Monday, July 18, 2022

First, let me start off with what I was too tired to write yesterday. A lizard got into the house the other day. It must have been on the door when Tom came in. Unfortunately, I had to kill the poor little thing to get it out of here. There was no way I could simply walk up to it and pick it up and place it outside. It would have died anyway without insects to eat but still, I didn’t want it to die in the house.

We put one of our motion sensor light strips in the lanai even though I can see perfectly fine with just the light shining through from the living room. We still don’t plan to be out there very often. We mostly go in there to use the Bowflex. He has his 3D printer out there as well.

We ran out to Walgreens last night. I hadn’t had candy in a while so I was glad to see that they’re selling those little mini bags of Lindt truffles again that have only two truffles per bag. I wasn’t happy to learn, however, that they’re discontinuing Barefoot’s merlot so I got Yellow Tail’s instead. They’re just as good. They just don’t do single bottles.

So there was this older guy on PB. I realize that my own rules don’t mean much if I don’t stick to them. He gave me his Facebook link and being the too-nice person I am sometimes, I accepted his friend invite. We chatted on Messenger and he told me that he lost his other account because of “being banned for politics.” After saying he wasn’t going to use the new account for political stuff, what does he do? He goes and sends me a political meme.

Realizing he may be a pest and not wanting to mix social media, I blocked him there as well as on PB. I really want to keep Facebook reserved for those I know. If I don’t know them in person I want to at least have gotten to know them for a while online.

A little later…

Thanks to the thunder that woke me up last time around, I’m still kind of tired and will be for who knows how many days. But I don’t feel the need to nap as strongly as I did yesterday. Maybe the nap and getting into bed early helped keep me from being more tired than I am. Until I can sleep straight through without having my sleep split in half, I’m going to be tired to some degree. I still worry that I’m going to be in for about 2 months of sleep hell worse than the traffic at the old place. My body can’t take all these sleep disturbances. I’m not 20 years old.

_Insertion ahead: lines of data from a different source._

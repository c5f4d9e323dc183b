use serde::{Deserialize, Serialize};

use crate::{
    error::{ElementKind, IbError, IbResult},
    floating_type_mod::FT,
    lagrangian_points::PointId,
    V2,
};

/// Linear spring between two points.
#[derive(Debug, Clone, Copy, PartialEq, Serialize, Deserialize)]
pub struct SpringElement {
    pub master: PointId,
    pub slave: PointId,
    pub stiffness: FT,
    pub resting_length: FT,
}

/**
 * Bending element over three consecutive points.
 *
 * `curvature` is the target value of the discrete cross product
 * `(x3-x2)(y2-y1) - (y3-y2)(x2-x1)`, zero for a straight beam.
 */
#[derive(Debug, Clone, Copy, PartialEq, Serialize, Deserialize)]
pub struct BeamElement {
    pub left: PointId,
    pub middle: PointId,
    pub right: PointId,
    pub stiffness: FT,
    pub curvature: FT,
}

/// Tethers a point to a fixed anchor.
#[derive(Debug, Clone, Copy, PartialEq, Serialize, Deserialize)]
pub struct TargetElement {
    pub point: PointId,
    pub anchor: V2,
    pub stiffness: FT,
}

/// Target-like tether for a point that carries inertia.
#[derive(Debug, Clone, Copy, PartialEq, Serialize, Deserialize)]
pub struct MassElement {
    pub point: PointId,
    pub anchor: V2,
    pub stiffness: FT,
    // only read by the point mass dynamics outside of the force computation
    pub mass: FT,
}

#[derive(Debug, Clone, Copy, PartialEq, Serialize, Deserialize)]
pub struct MuscleElement {
    pub master: PointId,
    pub slave: PointId,
    pub optimal_length: FT,
    // width of the force-length curve (SK)
    pub force_scale: FT,
    pub hill_a: FT,
    pub hill_b: FT,
    pub max_force: FT,
}

/**
 * Unvalidated element tables as they come from a structure file.
 * Every table may be empty.
 */
#[derive(Debug, Clone, Default, PartialEq, Serialize, Deserialize)]
#[serde(default)]
pub struct ElementTables {
    pub springs: Vec<SpringElement>,
    pub beams: Vec<BeamElement>,
    pub targets: Vec<TargetElement>,
    pub masses: Vec<MassElement>,
    // length-tension/force-velocity muscles
    pub muscles: Vec<MuscleElement>,
    // Hill three-element muscles
    pub hill_muscles: Vec<MuscleElement>,
}

/**
 * Element tables whose point handles have all been checked against the point count.
 *
 * Force generators index positions through these handles without further checks.
 */
#[derive(Debug, Clone, PartialEq)]
pub struct Structure {
    num_points: usize,
    tables: ElementTables,
}

fn check_point(kind: ElementKind, element_index: usize, id: PointId, num_points: usize) -> IbResult<()> {
    if id.is_valid_for(num_points) {
        Ok(())
    } else {
        Err(IbError::Index {
            element: kind,
            element_index: element_index + 1,
            point: id.one_based(),
            num_points,
        })
    }
}

fn check_param(kind: ElementKind, element_index: usize, name: &str, value: FT, positive: bool) -> IbResult<()> {
    if !value.is_finite() || (positive && value <= 0.) {
        return Err(IbError::InvalidParameter(format!(
            "{} #{}: {} must be {}, got {}",
            kind,
            element_index + 1,
            name,
            if positive { "positive" } else { "finite" },
            value
        )));
    }
    Ok(())
}

fn check_muscles(kind: ElementKind, muscles: &[MuscleElement], num_points: usize) -> IbResult<()> {
    for (i, m) in muscles.iter().enumerate() {
        check_point(kind, i, m.master, num_points)?;
        check_point(kind, i, m.slave, num_points)?;
        check_param(kind, i, "optimal_length", m.optimal_length, true)?;
        check_param(kind, i, "force_scale", m.force_scale, true)?;
        check_param(kind, i, "hill_a", m.hill_a, false)?;
        check_param(kind, i, "hill_b", m.hill_b, true)?;
        check_param(kind, i, "max_force", m.max_force, true)?;
    }
    Ok(())
}

impl Structure {
    pub fn new(num_points: usize, tables: ElementTables) -> IbResult<Self> {
        for (i, s) in tables.springs.iter().enumerate() {
            check_point(ElementKind::Spring, i, s.master, num_points)?;
            check_point(ElementKind::Spring, i, s.slave, num_points)?;
            check_param(ElementKind::Spring, i, "stiffness", s.stiffness, false)?;
            check_param(ElementKind::Spring, i, "resting_length", s.resting_length, false)?;
        }

        for (i, b) in tables.beams.iter().enumerate() {
            check_point(ElementKind::Beam, i, b.left, num_points)?;
            check_point(ElementKind::Beam, i, b.middle, num_points)?;
            check_point(ElementKind::Beam, i, b.right, num_points)?;
            check_param(ElementKind::Beam, i, "stiffness", b.stiffness, false)?;
            check_param(ElementKind::Beam, i, "curvature", b.curvature, false)?;
        }

        for (i, t) in tables.targets.iter().enumerate() {
            check_point(ElementKind::Target, i, t.point, num_points)?;
            check_param(ElementKind::Target, i, "anchor.x", t.anchor.x, false)?;
            check_param(ElementKind::Target, i, "anchor.y", t.anchor.y, false)?;
            check_param(ElementKind::Target, i, "stiffness", t.stiffness, false)?;
        }

        for (i, m) in tables.masses.iter().enumerate() {
            check_point(ElementKind::Mass, i, m.point, num_points)?;
            check_param(ElementKind::Mass, i, "anchor.x", m.anchor.x, false)?;
            check_param(ElementKind::Mass, i, "anchor.y", m.anchor.y, false)?;
            check_param(ElementKind::Mass, i, "stiffness", m.stiffness, false)?;
            check_param(ElementKind::Mass, i, "mass", m.mass, true)?;
        }

        check_muscles(ElementKind::Muscle, &tables.muscles, num_points)?;
        check_muscles(ElementKind::HillMuscle, &tables.hill_muscles, num_points)?;

        Ok(Structure { num_points, tables })
    }

    pub fn num_points(&self) -> usize {
        self.num_points
    }

    pub fn tables(&self) -> &ElementTables {
        &self.tables
    }

    pub fn springs(&self) -> &[SpringElement] {
        &self.tables.springs
    }

    pub fn beams(&self) -> &[BeamElement] {
        &self.tables.beams
    }

    pub fn targets(&self) -> &[TargetElement] {
        &self.tables.targets
    }

    pub fn masses(&self) -> &[MassElement] {
        &self.tables.masses
    }

    pub fn muscles(&self) -> &[MuscleElement] {
        &self.tables.muscles
    }

    pub fn hill_muscles(&self) -> &[MuscleElement] {
        &self.tables.hill_muscles
    }
}

#[test]
fn structure_rejects_out_of_range_points() {
    let spring = |m: u32, s: u32| SpringElement {
        master: PointId::from_one_based(m),
        slave: PointId::from_one_based(s),
        stiffness: 1.,
        resting_length: 0.1,
    };

    let tables = ElementTables {
        springs: vec![spring(1, 2), spring(3, 4)],
        ..Default::default()
    };
    assert!(Structure::new(4, tables.clone()).is_ok());

    match Structure::new(3, tables) {
        Err(IbError::Index {
            element,
            element_index,
            point,
            num_points,
        }) => {
            assert_eq!(element, ElementKind::Spring);
            assert_eq!(element_index, 2);
            assert_eq!(point, 4);
            assert_eq!(num_points, 3);
        }
        other => panic!("unexpected {:?}", other),
    }

    let tables = ElementTables {
        targets: vec![TargetElement {
            point: PointId::from_one_based(0),
            anchor: crate::vec2f(0., 0.),
            stiffness: 1.,
        }],
        ..Default::default()
    };
    assert!(matches!(
        Structure::new(3, tables),
        Err(IbError::Index {
            element: ElementKind::Target,
            point: 0,
            ..
        })
    ));
}

#[test]
fn structure_rejects_invalid_muscle_parameters() {
    let tables = ElementTables {
        hill_muscles: vec![MuscleElement {
            master: PointId::from_one_based(1),
            slave: PointId::from_one_based(2),
            optimal_length: 0.,
            force_scale: 0.3,
            hill_a: 0.25,
            hill_b: 4.,
            max_force: 1.,
        }],
        ..Default::default()
    };
    let err = Structure::new(2, tables).unwrap_err();
    assert!(format!("{}", err).contains("hill muscle #1: optimal_length"));
}

#[test]
fn element_tables_from_yaml() {
    let yaml = "
springs:
  - { master: 1, slave: 2, stiffness: 2.0, resting_length: 1.5 }
targets:
  - { point: 2, anchor: [2.0, 3.0], stiffness: 5.0 }
";
    let tables: ElementTables = serde_yaml::from_str(yaml).unwrap();
    assert_eq!(tables.springs.len(), 1);
    assert_eq!(tables.targets[0].anchor, crate::vec2f(2., 3.));
    assert!(tables.beams.is_empty());
    assert!(Structure::new(2, tables).is_ok());
}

But I am down from 161.2 to 158.7 pounds. I’m not even dieting yet, so I’m thinking my metabolism is speeding up. I noticed I don’t tend to hold the same weight for hours as I used to.

So the thunder woke me up shortly before 5, but it wasn’t until nearly 6:30 that I finally had to take Benadryl to get more sleep. I considered getting up then, figuring that if I was having that much trouble falling back asleep, then maybe I got enough sleep. But I knew I really needed more.

I’m marking on the calendar how many times thunder wakes me up just to see what kind of pattern shows up. It was usually two to four times a week that I would get woken up by traffic at the other place when I was on nights.

The air cleaner is enough in this place when there aren’t any low-flying copters, motorcycles or thunder. I still wish there weren’t so many outages here. Obviously, it’s not nearly as bad as Auburn, but it’s not like Citrus Heights either.

I had a dream we were living in this huge two-story house. My bedroom was on one end of the top floor. We were getting ready to bomb the place. I looked up and saw this longish bug slithering across the ceiling. Then I walked out of the bedroom, through a couple of other rooms, and into a spacious living room where all the windows were open and there was a lovely cross breeze. I thought of how I wished I could pump the fresh air down into the bedroom.

I also checked in on the termite through Mia’s account. It’s not COVID. It’s a brain infection. Somebody asked the termite what was wrong and she said he was still in critical condition and on a ventilator with a brain infection. I’m guessing this is some form of meningitis. Tom had that when he was little. From what I read, the prognosis is usually pretty good if it’s treated properly, but he might be messed up in the head cognitive-wise when he gets out of the hospital.

I definitely have mixed emotions about this one. I don’t want the guy to die for his sake, but the termite took my husband from me for half a year. She deserves to be punished by having someone close to her taken from her and then have to spend her final 20 years alone even if she’s got kids to help her and won’t die alone. At least I don’t think she will. My mother’s mother had kids and she died alone. The point is, I don’t care what happens to her. She deserves any shit she gets.

The woman whose name is the very first word of my very first journal entry was in my dreams last night. Yeah, Jenny. I dreamt that we met up and were going to get an apartment together. LOL, No hard feelings toward her after all this time, but she’s the last one I would ever live with. She was too bossy, selfish, and well, I don’t think giving up on your friend because they had a rough childhood and had problems to work through as they adjusted to the real world was very smart. But she was young and I guess she had to do what she had to do.

I looked her up out of curiosity, but she has virtually no online presence.